─── DATA TO EXAMINE ───

//! Run-scoped execution leases.
//!
//! A lease grants one holder the exclusive right to drive a run's stages.
//! Expiry makes leases recoverable after a crash: a holder that stopped
//! renewing loses the lease once `expires_at` passes.

use rusqlite::{params, Connection, OptionalExtension};
use uuid::Uuid;

use crate::db::DatabaseError;

use super::{now_utc, utc_after_secs};

/// A lease row as stored.
#[derive(Debug, Clone)]
pub struct Lease {
    pub run_id: Uuid,
    pub holder: String,
    pub acquired_at: String,
    pub expires_at: String,
}

impl Lease {
    pub fn is_expired(&self) -> bool {
        self.expires_at <= now_utc()
    }
}

/// Outcome of an acquisition attempt.
#[derive(Debug, Clone, PartialEq, Eq)]
pub enum LeaseAcquire {
    Acquired,
    /// A different holder owns a live lease on this run.
    Held { holder: String },
}

/// Acquire or renew the lease on a run. A lease held by another holder is
/// only taken over once expired.
pub fn acquire(
    conn: &Connection,
    run_id: Uuid,
    holder: &str,
    ttl_secs: i64,
) -> Result<LeaseAcquire, DatabaseError> {
    let tx = conn.unchecked_transaction()?;
    let existing = get_inner(&tx, run_id)?;

    if let Some(lease) = existing {
        if lease.holder != holder && !lease.is_expired() {
            return Ok(LeaseAcquire::Held {
                holder: lease.holder,
            });
        }
    }

    tx.execute(
        "INSERT INTO run_leases (run_id, holder, acquired_at, expires_at)
         VALUES (?1, ?2, ?3, ?4)
         ON CONFLICT(run_id) DO UPDATE SET
             holder = excluded.holder,
             acquired_at = excluded.acquired_at,
             expires_at = excluded.expires_at",
        params![
            run_id.to_string(),
            holder,
            now_utc(),
            utc_after_secs(ttl_secs)
        ],
    )?;
    tx.commit()?;
    Ok(LeaseAcquire::Acquired)
}

/// Extend a held lease. No-op if the caller no longer holds it.
pub fn renew(
    conn: &Connection,
    run_id: Uuid,
    holder: &str,
    ttl_secs: i64,
) -> Result<(), DatabaseError> {
    conn.execute(
        "UPDATE run_leases SET expires_at = ?1 WHERE run_id = ?2 AND holder = ?3",
        params![utc_after_secs(ttl_secs), run_id.to_string(), holder],
    )?;
    Ok(())
}

/// Release a lease if still held by the caller.
pub fn release(conn: &Connection, run_id: Uuid, holder: &str) -> Result<(), DatabaseError> {
    conn.execute(
        "DELETE FROM run_leases WHERE run_id = ?1 AND holder = ?2",
        params![run_id.to_string(), holder],
    )?;
    Ok(())
}

pub fn get(conn: &Connection, run_id: Uuid) -> Result<Option<Lease>, DatabaseError> {
    get_inner(conn, run_id)
}

fn get_inner(conn: &Connection, run_id: Uuid) -> Result<Option<Lease>, DatabaseError> {
    let lease = conn
        .query_row(
            "SELECT run_id, holder, acquired_at, expires_at FROM run_leases WHERE run_id = ?1",
            params![run_id.to_string()],
            |row| {
                Ok((
                    row.get::<_, String>(0)?,
                    row.get::<_, String>(1)?,
                    row.get::<_, String>(2)?,
                    row.get::<_, String>(3)?,
                ))
            },
        )
        .optional()?;

    match lease {
        Some((run_id, holder, acquired_at, expires_at)) => Ok(Some(Lease {
            run_id: super::run::parse_uuid(&run_id, "run")?,
            holder,
            acquired_at,
            expires_at,
        })),
        None => Ok(None),
    }
}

───

Give the lines again, exactly as they stand, from the beginning of the data through the line with "an acquisition attempt.".

//! Run-scoped execution leases.
//!
//! A lease grants one holder the exclusive right to drive a run's stages.
//! Expiry makes leases recoverable after a crash: a holder that stopped
//! renewing loses the lease once `expires_at` passes.

use rusqlite::{params, Connection, OptionalExtension};
use uuid::Uuid;

use crate::db::DatabaseError;

use super::{now_utc, utc_after_secs};

/// A lease row as stored.
#[derive(Debug, Clone)]
pub struct Lease {
    pub run_id: Uuid,
    pub holder: String,
    pub acquired_at: String,
    pub expires_at: String,
}

impl Lease {
    pub fn is_expired(&self) -> bool {
        self.expires_at <= now_utc()
    }
}

/// Outcome of an acquisition attempt.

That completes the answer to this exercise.